#### Supplied data

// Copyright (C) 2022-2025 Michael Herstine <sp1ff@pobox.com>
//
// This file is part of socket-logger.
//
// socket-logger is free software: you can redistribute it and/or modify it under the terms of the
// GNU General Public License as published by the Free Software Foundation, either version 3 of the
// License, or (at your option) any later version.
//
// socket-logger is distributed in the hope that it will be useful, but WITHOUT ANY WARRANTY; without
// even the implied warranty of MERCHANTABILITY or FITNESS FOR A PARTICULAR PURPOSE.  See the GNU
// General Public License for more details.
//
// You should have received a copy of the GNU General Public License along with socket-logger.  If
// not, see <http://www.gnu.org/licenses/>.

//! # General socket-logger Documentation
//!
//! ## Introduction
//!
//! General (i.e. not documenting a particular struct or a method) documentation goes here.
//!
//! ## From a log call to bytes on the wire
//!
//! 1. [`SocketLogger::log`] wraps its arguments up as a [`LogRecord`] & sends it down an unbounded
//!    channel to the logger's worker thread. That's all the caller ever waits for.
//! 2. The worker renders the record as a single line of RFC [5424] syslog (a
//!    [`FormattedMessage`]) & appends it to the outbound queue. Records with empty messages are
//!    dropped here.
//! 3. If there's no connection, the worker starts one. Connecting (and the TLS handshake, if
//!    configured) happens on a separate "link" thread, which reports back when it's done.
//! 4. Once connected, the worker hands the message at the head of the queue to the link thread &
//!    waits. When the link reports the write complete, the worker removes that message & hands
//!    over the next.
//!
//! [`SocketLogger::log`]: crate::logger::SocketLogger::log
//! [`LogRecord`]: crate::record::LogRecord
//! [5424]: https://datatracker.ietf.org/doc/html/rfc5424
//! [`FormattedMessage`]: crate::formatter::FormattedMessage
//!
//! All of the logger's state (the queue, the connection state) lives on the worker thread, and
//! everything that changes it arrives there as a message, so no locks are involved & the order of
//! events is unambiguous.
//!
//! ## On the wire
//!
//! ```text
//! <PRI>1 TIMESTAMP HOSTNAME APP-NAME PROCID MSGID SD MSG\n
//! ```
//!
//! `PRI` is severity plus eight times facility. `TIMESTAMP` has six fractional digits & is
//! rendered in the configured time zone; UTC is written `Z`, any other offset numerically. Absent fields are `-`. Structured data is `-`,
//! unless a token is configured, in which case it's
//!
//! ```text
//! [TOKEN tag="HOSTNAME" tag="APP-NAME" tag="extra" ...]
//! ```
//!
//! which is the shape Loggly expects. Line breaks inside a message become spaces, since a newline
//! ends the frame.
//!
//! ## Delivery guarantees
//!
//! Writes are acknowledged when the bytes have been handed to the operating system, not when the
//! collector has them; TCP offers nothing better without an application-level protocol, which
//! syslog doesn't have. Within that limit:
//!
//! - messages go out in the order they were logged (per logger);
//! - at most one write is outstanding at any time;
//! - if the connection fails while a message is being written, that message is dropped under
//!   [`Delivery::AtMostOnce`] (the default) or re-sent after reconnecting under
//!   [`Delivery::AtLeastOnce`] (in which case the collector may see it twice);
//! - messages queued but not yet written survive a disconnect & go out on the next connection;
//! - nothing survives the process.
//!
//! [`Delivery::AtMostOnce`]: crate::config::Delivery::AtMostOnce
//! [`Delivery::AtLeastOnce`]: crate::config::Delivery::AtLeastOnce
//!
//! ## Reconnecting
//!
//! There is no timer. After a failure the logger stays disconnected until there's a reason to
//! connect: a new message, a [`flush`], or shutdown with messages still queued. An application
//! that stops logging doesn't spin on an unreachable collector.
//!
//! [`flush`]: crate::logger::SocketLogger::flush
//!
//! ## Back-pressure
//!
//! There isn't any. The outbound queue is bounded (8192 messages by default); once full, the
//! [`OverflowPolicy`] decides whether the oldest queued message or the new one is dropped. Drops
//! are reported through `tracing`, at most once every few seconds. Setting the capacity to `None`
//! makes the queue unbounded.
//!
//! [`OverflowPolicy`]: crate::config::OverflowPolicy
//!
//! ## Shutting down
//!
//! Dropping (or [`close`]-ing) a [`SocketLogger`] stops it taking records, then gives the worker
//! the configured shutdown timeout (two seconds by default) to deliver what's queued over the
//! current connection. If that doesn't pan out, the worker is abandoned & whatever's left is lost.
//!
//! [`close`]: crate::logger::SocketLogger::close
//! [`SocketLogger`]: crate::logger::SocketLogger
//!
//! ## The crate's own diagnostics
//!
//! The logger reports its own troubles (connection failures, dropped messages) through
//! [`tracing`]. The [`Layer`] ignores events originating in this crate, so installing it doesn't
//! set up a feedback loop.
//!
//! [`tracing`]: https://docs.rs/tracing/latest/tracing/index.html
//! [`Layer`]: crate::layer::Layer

########

:: What to work on ::
Return every entry exactly as given.

:: Exercise response ::
// Copyright (C) 2022-2025 Michael Herstine <sp1ff@pobox.com>
//
// This file is part of socket-logger.
//
// socket-logger is free software: you can redistribute it and/or modify it under the terms of the
// GNU General Public License as published by the Free Software Foundation, either version 3 of the
// License, or (at your option) any later version.
//
// socket-logger is distributed in the hope that it will be useful, but WITHOUT ANY WARRANTY; without
// even the implied warranty of MERCHANTABILITY or FITNESS FOR A PARTICULAR PURPOSE.  See the GNU
// General Public License for more details.
//
// You should have received a copy of the GNU General Public License along with socket-logger.  If
// not, see <http://www.gnu.org/licenses/>.

//! # General socket-logger Documentation
//!
//! ## Introduction
//!
//! General (i.e. not documenting a particular struct or a method) documentation goes here.
//!
//! ## From a log call to bytes on the wire
//!
//! 1. [`SocketLogger::log`] wraps its arguments up as a [`LogRecord`] & sends it down an unbounded
//!    channel to the logger's worker thread. That's all the caller ever waits for.
//! 2. The worker renders the record as a single line of RFC [5424] syslog (a
//!    [`FormattedMessage`]) & appends it to the outbound queue. Records with empty messages are
//!    dropped here.
//! 3. If there's no connection, the worker starts one. Connecting (and the TLS handshake, if
//!    configured) happens on a separate "link" thread, which reports back when it's done.
//! 4. Once connected, the worker hands the message at the head of the queue to the link thread &
//!    waits. When the link reports the write complete, the worker removes that message & hands
//!    over the next.
//!
//! [`SocketLogger::log`]: crate::logger::SocketLogger::log
//! [`LogRecord`]: crate::record::LogRecord
//! [5424]: https://datatracker.ietf.org/doc/html/rfc5424
//! [`FormattedMessage`]: crate::formatter::FormattedMessage
//!
//! All of the logger's state (the queue, the connection state) lives on the worker thread, and
//! everything that changes it arrives there as a message, so no locks are involved & the order of
//! events is unambiguous.
//!
//! ## On the wire
//!
//! ```text
//! <PRI>1 TIMESTAMP HOSTNAME APP-NAME PROCID MSGID SD MSG\n
//! ```
//!
//! `PRI` is severity plus eight times facility. `TIMESTAMP` has six fractional digits & is
//! rendered in the configured time zone; UTC is written `Z`, any other offset numerically. Absent fields are `-`. Structured data is `-`,
//! unless a token is configured, in which case it's
//!
//! ```text
//! [TOKEN tag="HOSTNAME" tag="APP-NAME" tag="extra" ...]
//! ```
//!
//! which is the shape Loggly expects. Line breaks inside a message become spaces, since a newline
//! ends the frame.
//!
//! ## Delivery guarantees
//!
//! Writes are acknowledged when the bytes have been handed to the operating system, not when the
//! collector has them; TCP offers nothing better without an application-level protocol, which
//! syslog doesn't have. Within that limit:
//!
//! - messages go out in the order they were logged (per logger);
//! - at most one write is outstanding at any time;
//! - if the connection fails while a message is being written, that message is dropped under
//!   [`Delivery::AtMostOnce`] (the default) or re-sent after reconnecting under
//!   [`Delivery::AtLeastOnce`] (in which case the collector may see it twice);
//! - messages queued but not yet written survive a disconnect & go out on the next connection;
//! - nothing survives the process.
//!
//! [`Delivery::AtMostOnce`]: crate::config::Delivery::AtMostOnce
//! [`Delivery::AtLeastOnce`]: crate::config::Delivery::AtLeastOnce
//!
//! ## Reconnecting
//!
//! There is no timer. After a failure the logger stays disconnected until there's a reason to
//! connect: a new message, a [`flush`], or shutdown with messages still queued. An application
//! that stops logging doesn't spin on an unreachable collector.
//!
//! [`flush`]: crate::logger::SocketLogger::flush
//!
//! ## Back-pressure
//!
//! There isn't any. The outbound queue is bounded (8192 messages by default); once full, the
//! [`OverflowPolicy`] decides whether the oldest queued message or the new one is dropped. Drops
//! are reported through `tracing`, at most once every few seconds. Setting the capacity to `None`
//! makes the queue unbounded.
//!
//! [`OverflowPolicy`]: crate::config::OverflowPolicy
//!
//! ## Shutting down
//!
//! Dropping (or [`close`]-ing) a [`SocketLogger`] stops it taking records, then gives the worker
//! the configured shutdown timeout (two seconds by default) to deliver what's queued over the
//! current connection. If that doesn't pan out, the worker is abandoned & whatever's left is lost.
//!
//! [`close`]: crate::logger::SocketLogger::close
//! [`SocketLogger`]: crate::logger::SocketLogger
//!
//! ## The crate's own diagnostics
//!
//! The logger reports its own troubles (connection failures, dropped messages) through
//! [`tracing`]. The [`Layer`] ignores events originating in this crate, so installing it doesn't
//! set up a feedback loop.
//!
//! [`tracing`]: https://docs.rs/tracing/latest/tracing/index.html
//! [`Layer`]: crate::layer::Layer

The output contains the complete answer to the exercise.